This question recently came up among some of my friends on Facebook, and could have been easy to gloss over. But the question is deep, and speaks to all of us throughout all our lives, whether we realize it or not. It becomes the question of “who am I really, at root?” and “what is humanity?” and, if you believe in him, “who is God and how does he relate to us?”

Now, you may not believe in God or call yourself a Christian, and that’s fine. If so, quite frankly, I don’t blame you. However, I do believe that it is through Christ that the roots of true existence are found (though what I mean by Christianity may be a much different picture than what comes to your mind), and so it would be hard for me to fully and fairly treat such topics as this post is about without including the divine.

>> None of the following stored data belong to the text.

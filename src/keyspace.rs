//! Two-letter keyspace enumeration, sequential and partitioned.
//!
//! The keyspace is the 676 ordered pairs of lowercase Latin letters,
//! flattened row-major: index `i` maps to `ALPHABET[i / 26]` followed by
//! `ALPHABET[i % 26]`. The partitioned variant splits the index range
//! into four contiguous chunks, generates each chunk on its own worker,
//! and merges the partial results by chunk index so the output order is
//! deterministic no matter which worker finishes first.

use rayon::prelude::*;

pub const ALPHABET: &[u8; 26] = b"abcdefghijklmnopqrstuvwxyz";

/// Total number of two-letter combinations (26 * 26).
pub const KEYSPACE_SIZE: usize = ALPHABET.len() * ALPHABET.len();

/// Fixed worker count for the partitioned generator. A design constant,
/// not derived from available hardware parallelism.
pub const WORKERS: usize = 4;

/// Maps a keyspace index to its two-letter combination.
pub fn to_pair(index: usize) -> String {
    debug_assert!(index < KEYSPACE_SIZE);
    let mut pair = String::with_capacity(2);
    pair.push(ALPHABET[index / ALPHABET.len()] as char);
    pair.push(ALPHABET[index % ALPHABET.len()] as char);
    pair
}

/// Lazy enumeration of the full keyspace in order: "aa", "ab", ..., "zz".
pub fn letter_combinations() -> impl Iterator<Item = String> {
    (0..KEYSPACE_SIZE).map(to_pair)
}

/// Splits `[0, total)` into `workers` contiguous half-open ranges.
/// All chunks have equal size except the last, which absorbs any
/// remainder (676 / 4 leaves none).
fn chunk_bounds(total: usize, workers: usize) -> Vec<(usize, usize)> {
    let base = total / workers;
    (0..workers)
        .map(|k| {
            let start = k * base;
            let end = if k + 1 == workers { total } else { start + base };
            (start, end)
        })
        .collect()
}

fn generate_chunk(start: usize, end: usize) -> Vec<String> {
    (start..end).map(to_pair).collect()
}

/// Generates the first `requested` two-letter combinations using a
/// four-way partition of the keyspace.
///
/// `requested <= 0` yields an empty vec; values above 676 are clamped
/// silently. The full keyspace is always computed internally (the
/// partition granularity is fixed), then truncated to the requested
/// length. Output is always in lexicographic order: partial results are
/// collected into chunk-indexed slots, not in completion order.
pub fn partition_and_generate(requested: i64) -> Vec<String> {
    if requested <= 0 {
        return Vec::new();
    }
    let count = (requested as usize).min(KEYSPACE_SIZE);

    let chunks = chunk_bounds(KEYSPACE_SIZE, WORKERS);
    let pool = rayon::ThreadPoolBuilder::new()
        .num_threads(WORKERS)
        .build()
        .expect("failed to build worker pool");

    // Indexed collect places each chunk's output at its own slot, so the
    // merge order is chunk order even when completion order differs.
    let partials: Vec<Vec<String>> = pool.install(|| {
        chunks
            .par_iter()
            .map(|&(start, end)| generate_chunk(start, end))
            .collect()
    });

    tracing::debug!(workers = WORKERS, count, "merging {} chunks", partials.len());

    let mut merged: Vec<String> = partials.into_iter().flatten().collect();
    merged.truncate(count);
    merged
}
use thiserror::Error;

/// Result alias used across the generator utilities.
pub type Result<T, E = GeneratorError> = core::result::Result<T, E>;

/// Domain error for the generator utilities.
///
/// Every validation failure surfaces as this one kind, carrying a
/// human-readable message. The keyspace partitioner never produces it
/// (out-of-range counts are clamped, not rejected).
#[derive(Debug, Clone, PartialEq, Eq, Error)]
#[error("{message}")]
pub struct GeneratorError {
    message: String,
}

impl GeneratorError {
    pub fn new(message: impl Into<String>) -> Self {
        Self {
            message: message.into(),
        }
    }

    pub fn message(&self) -> &str {
        &self.message
    }
}

#[cfg(test)]
mod tests {
    use super::*;

    #[test]
    fn displays_its_message() {
        let err = GeneratorError::new("test");
        assert_eq!(err.to_string(), "test");
        assert_eq!(err.message(), "test");
    }
}
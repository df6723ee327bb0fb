use std::path::PathBuf;
use thiserror::Error;

#[derive(Error, Debug)]
pub enum ResizeError {
    #[error("Invalid configuration: {0}")]
    InvalidConfig(String),

    #[error("HEIF support is not available in this build")]
    HeifUnavailable,

    #[error("HEIF error: {0}")]
    Heif(String),

    #[error("Resized width is zero ({width}x{height} scaled to height {target_height})")]
    DegenerateDimensions {
        width: u32,
        height: u32,
        target_height: u32,
    },

    #[error("Failed to embed EXIF: {0}")]
    Exif(String),

    #[error("Encoding failed: {0}")]
    Encode(String),

    #[error("Failed to write {path}: {source}")]
    Write {
        path: PathBuf,
        #[source]
        source: std::io::Error,
    },

    #[error("Invalid file path: {0}")]
    InvalidPath(PathBuf),

    #[error("IO error: {0}")]
    IoError(#[from] std::io::Error),

    #[error("Image processing error: {0}")]
    ImageError(#[from] image::ImageError),
}

pub type Result<T> = std::result::Result<T, ResizeError>;
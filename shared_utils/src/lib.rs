//! Shared Utilities for the media batch shrink tools
//!
//! Common functionality used by both `img-resize` and `vid-hevc`:
//! - Logging initialization (tracing, rolling log file)
//! - Flat directory scanning and batch result aggregation
//! - Progress bar and end-of-run summary
//! - FFmpeg child process wrapper (stderr drained on a thread)

pub mod batch;
pub mod common_utils;
pub mod ffmpeg_process;
pub mod logging;
pub mod progress;
pub mod report;

pub use batch::{collect_files, BatchResult};
pub use common_utils::{display_name, ensure_dir_exists, get_extension_lowercase, has_extension};
pub use ffmpeg_process::{format_ffmpeg_error, FfmpegOutput, FfmpegProcess};
pub use progress::{create_batch_progress, format_duration, hidden_progress, print_line};
pub use indicatif::ProgressBar;
pub use report::print_summary_report;
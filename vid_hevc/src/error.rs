use shared_utils::format_ffmpeg_error;
use std::path::PathBuf;
use thiserror::Error;

#[derive(Error, Debug)]
pub enum VidHevcError {
    /// The encoder executable could not be started (missing from PATH, not executable).
    #[error("Failed to start {program}: {source}")]
    Spawn {
        program: PathBuf,
        #[source]
        source: std::io::Error,
    },

    #[error("FFmpeg failed{}: {}", exit_code_suffix(.exit_code), format_ffmpeg_error(.diagnostics))]
    FfmpegFailed {
        exit_code: Option<i32>,
        /// Full stderr of the encoder process
        diagnostics: String,
    },

    #[error("Invalid file path: {0}")]
    InvalidPath(PathBuf),

    #[error("IO error: {0}")]
    IoError(#[from] std::io::Error),
}

fn exit_code_suffix(code: &Option<i32>) -> String {
    code.map(|c| format!(" (exit code {})", c))
        .unwrap_or_else(|| " (terminated by signal)".to_string())
}

pub type Result<T> = std::result::Result<T, VidHevcError>;

#[cfg(test)]
mod tests {
    use super::*;

    #[test]
    fn test_ffmpeg_failed_message_uses_error_line() {
        let err = VidHevcError::FfmpegFailed {
            exit_code: Some(1),
            diagnostics: "Input #0, mov\n[in#0] Error opening input: Invalid data found\n"
                .to_string(),
        };
        assert_eq!(
            err.to_string(),
            "FFmpeg failed (exit code 1): [in#0] Error opening input: Invalid data found"
        );
    }

    #[test]
    fn test_ffmpeg_failed_without_exit_code() {
        let err = VidHevcError::FfmpegFailed {
            exit_code: None,
            diagnostics: String::new(),
        };
        assert_eq!(
            err.to_string(),
            "FFmpeg failed (terminated by signal): Unknown FFmpeg error"
        );
    }

    #[test]
    fn test_spawn_message_names_program() {
        let err = VidHevcError::Spawn {
            program: PathBuf::from("ffmpeg"),
            source: std::io::Error::new(std::io::ErrorKind::NotFound, "No such file or directory"),
        };
        assert!(err.to_string().starts_with("Failed to start ffmpeg:"));
    }
}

It doesn’t stop there, as, for example, if it can be shown that we deserve God’s love, then it certainly follows that we owe love to one another. Parts of my faith will make it into some of my blog posts now and then, but that hardly means you’re getting tricked into reading some series of theological dissertations (you aren’t – well this post will be the closest it gets but I think you’ll find it readable and relatable, or at the very least, interesting), so please bear with me.

But back to the question, “do you deserve to be loved,” first be honest with yourself: what do you think? Why? For some it might seem easy to say “yes, of course, I am an equal member of the human race,” and for others it might seem obvious that the answer is “no, I am a sinner but I’m grateful to be loved nonetheless.”

Maybe it’s natural for me to take the latter view as my starting point, since that’s more or less what I grew up with. And I get it, I do. I know the verses. The basic tenant is that we are born in sin, wholly entrapped within it, and therefore incapable of doing anything truly worthy of God’s love (and hence even apparent good deeds are always clouded by some selfish motivation). Perhaps surprisingly enough, this condition is usually applied (or at least implied) by proponents equally to fellow Christians as well as to non-Christians. And it’s obvious from looking around, and looking at ourselves, that there are a lot of problems with people and we’re far from perfect. There’s a lot of wisdom in recognizing our own faults. And that view – which I term the “fundamentally sinners and impossible to be deserving” view – seems good and wise because of its humility and because of the fact that there is some real truth behind it. But it’s incomplete. It misses so much.

Let me ask a few more questions: Does a child deserve her parent’s love? Why are we indignant when we learn of children who are rejected, mistreated, or abused by their parents – is it not because we know that the child has a right to – yes, even deserves – the parents’ love? Or should we be glad in such situations – are they, really, getting what they deserve? These are important questions not to gloss over, and may be justly causing some cognitive dissonance for those who are honestly asking them while holding to a “fundamentally sinners” viewpoint.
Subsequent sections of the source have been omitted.